At 14 days post-CHI, the Cerebrolysin treatment group exhibited significant improvements in functional outcomes (the adhesive removal, mNSS, foot-fault, and MWM tests), and significantly more neurons and neuroblasts were present in the dentate gyrus (DG) (p < 0.05) compared with the saline-treated group (p < 0.05). At 2 days post-CHI, the Cerebrolysin group exhibited a significantly higher percentage of phosphorylated neurofilament H (pNF-H)–positive staining area in the striatum (p < 0.05), a significant increase in the percentage of FITC-dextran perfused vessels in the brain cortex (p < 0.05), a significant increase in the number of VEGF-positive cells (p < 0.05), and a significant reduction in the MMP-9 staining area (p < 0.05) compared with the saline-treated group. There was no significant difference in mRNA levels of MMP-9 and VEGF in the hippocampus and cortex 48 hours postinjury between Cerebrolysin- and saline-treated rats that sustained CHI.

Conclusions

Acute Cerebrolysin treatment improves functional recovery in rats after CHI. Cerebrolysin is neuroprotective for CHI (increased neurons in the dentate gyrus and the CA3 regions of the hippocampus and increased neuroblasts in the dentate gyrus) and may preserve axonal integrity in the striatum (significantly increased percentage of pNF-H–positive tissue in the striatum). Reduction of MMP-9 and elevation of VEGF likely contribute to enhancement of vascular patency and integrity as well as neuronal survival induced by Cerebrolysin. These promising results suggest that Cerebrolysin may be a useful treatment in improving the recovery of patients with CHI.

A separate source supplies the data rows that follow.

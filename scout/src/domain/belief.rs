//! Conjugate Normal-Normal belief over a market's latent mean
//!
//! Model:
//!   mu ~ Normal(m, tau^2)
//!   y | mu ~ Normal(mu, sigma^2)   (sigma^2 known)
//!
//! After observing a batch y_1..y_n with mean y_bar the posterior is again
//! Normal. The update is done in precision form, which is exact:
//!   prec_post = 1/tau^2 + n/sigma^2
//!   m_post    = (m/tau^2 + n*y_bar/sigma^2) / prec_post

use crate::error::{Result, ScoutError};
use rand::Rng;
use rand_distr::StandardNormal;
use serde::{Deserialize, Serialize};

/// Shared prior used to build one belief per market
#[derive(Debug, Clone, Copy, PartialEq, Serialize, Deserialize)]
pub struct PriorSpec {
    /// Prior mean of the latent market mean (m0)
    pub mean: f64,
    /// Prior variance of the latent market mean (tau0^2)
    pub variance: f64,
    /// Assumed known variance of a single observation (sigma^2)
    pub obs_variance: f64,
}

impl Default for PriorSpec {
    /// Fairly diffuse prior
    fn default() -> Self {
        Self {
            mean: 0.0,
            variance: 4.0,
            obs_variance: 1.0,
        }
    }
}

impl PriorSpec {
    /// Check the prior without building a belief
    pub fn validate(&self) -> Result<()> {
        self.belief().map(|_| ())
    }

    /// Build a fresh belief from this prior
    pub fn belief(&self) -> Result<NormalBelief> {
        NormalBelief::new(self.mean, self.variance, self.obs_variance)
    }
}

/// Snapshot of a posterior, safe to hand to reporting code
#[derive(Debug, Clone, Copy, PartialEq, Serialize, Deserialize)]
pub struct PosteriorSummary {
    pub mean: f64,
    pub variance: f64,
}

/// Normal posterior over one market's latent mean quality
#[derive(Debug, Clone, PartialEq)]
pub struct NormalBelief {
    mean: f64,
    variance: f64,
    obs_variance: f64,
}

impl NormalBelief {
    /// Create a belief from prior mean, prior variance and known observation variance
    ///
    /// Both variances must be strictly positive and finite: a zero variance
    /// would mean exact knowledge and turn the precision update into infinities.
    pub fn new(mean: f64, variance: f64, obs_variance: f64) -> Result<Self> {
        if !mean.is_finite() {
            return Err(ScoutError::InvalidMean {
                field: "prior mean",
                value: mean,
            });
        }
        check_variance("prior variance", variance)?;
        check_variance("observation variance", obs_variance)?;

        Ok(Self {
            mean,
            variance,
            obs_variance,
        })
    }

    /// Posterior mean
    pub fn mean(&self) -> f64 {
        self.mean
    }

    /// Posterior variance (always > 0)
    pub fn variance(&self) -> f64 {
        self.variance
    }

    /// Known observation variance (fixed for the belief's lifetime)
    pub fn obs_variance(&self) -> f64 {
        self.obs_variance
    }

    /// Posterior precision (1 / variance)
    pub fn precision(&self) -> f64 {
        1.0 / self.variance
    }

    /// Posterior standard deviation
    pub fn std_dev(&self) -> f64 {
        self.variance.sqrt()
    }

    pub fn summary(&self) -> PosteriorSummary {
        PosteriorSummary {
            mean: self.mean,
            variance: self.variance,
        }
    }

    /// Incorporate a batch of i.i.d. signals
    ///
    /// An empty batch leaves the belief untouched. On error the belief is
    /// not modified.
    pub fn update(&mut self, signals: &[f64]) -> Result<()> {
        if signals.is_empty() {
            return Ok(());
        }
        if let Some(&bad) = signals.iter().find(|s| !s.is_finite()) {
            return Err(ScoutError::NonFiniteSignal(bad));
        }

        let n = signals.len() as f64;
        let y_bar = signals.iter().sum::<f64>() / n;

        let prior_prec = 1.0 / self.variance;
        let like_prec = n / self.obs_variance;
        let post_prec = prior_prec + like_prec;
        let post_var = 1.0 / post_prec;

        if !(post_var > 0.0 && post_var.is_finite()) {
            return Err(ScoutError::DegeneratePosterior {
                precision: post_prec,
            });
        }

        let post_mean = (prior_prec * self.mean + like_prec * y_bar) * post_var;
        if !post_mean.is_finite() {
            return Err(ScoutError::DegeneratePosterior {
                precision: post_prec,
            });
        }

        self.variance = post_var;
        self.mean = post_mean;
        Ok(())
    }

    /// Draw one value of the latent mean from the posterior
    pub fn sample<R: Rng + ?Sized>(&self, rng: &mut R) -> f64 {
        let z: f64 = rng.sample(StandardNormal);
        self.mean + self.std_dev() * z
    }
}

fn check_variance(field: &'static str, value: f64) -> Result<()> {
    if value > 0.0 && value.is_finite() {
        Ok(())
    } else {
        Err(ScoutError::InvalidVariance { field, value })
    }
}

Abbreviations used in this paper:Ang1 = angiopoietin 1; BBB = blood-brain barrier; BDNF = brain-derived neurotrophic factor; CHI = closed head injury; CTNF = ciliary neurotrophic factor; DG = dentate gyrus; FITC = fluorescein isothiocyanate; GDNF = glial cell–derived neurotrophic factor; IGF = insulin-like growth factor; miRNA = microRNA; MMP-9 = matrix metalloproteinase–9; mNSS = modified Neurological Severity Score; MWM = Morris water maze; pNF-H = phosphorylated neurofilament H; RT-PCR = reverse transcriptase-polymerase chain reaction; SGZ = subgranular zone; TBI = traumatic brain injury; TUNEL = terminal deoxynucleotidyl transferase–mediated deoxyuridine triphosphate nick-end labeling; VEGF = vascular endothelial growth factor.

Article Information

Address correspondence to: Ye Xiong, M.D., Ph.D., Department of Neurosurgery, Henry Ford Health System, E&R Building, Room #3096, 2799 West Grand Boulevard, Detroit, Michigan 48202. email: yxiong1@hfhs.org.

Please include this information when citing this paper: published online April 12, 2013; DOI: 10.3171/2013.3.JNS122061.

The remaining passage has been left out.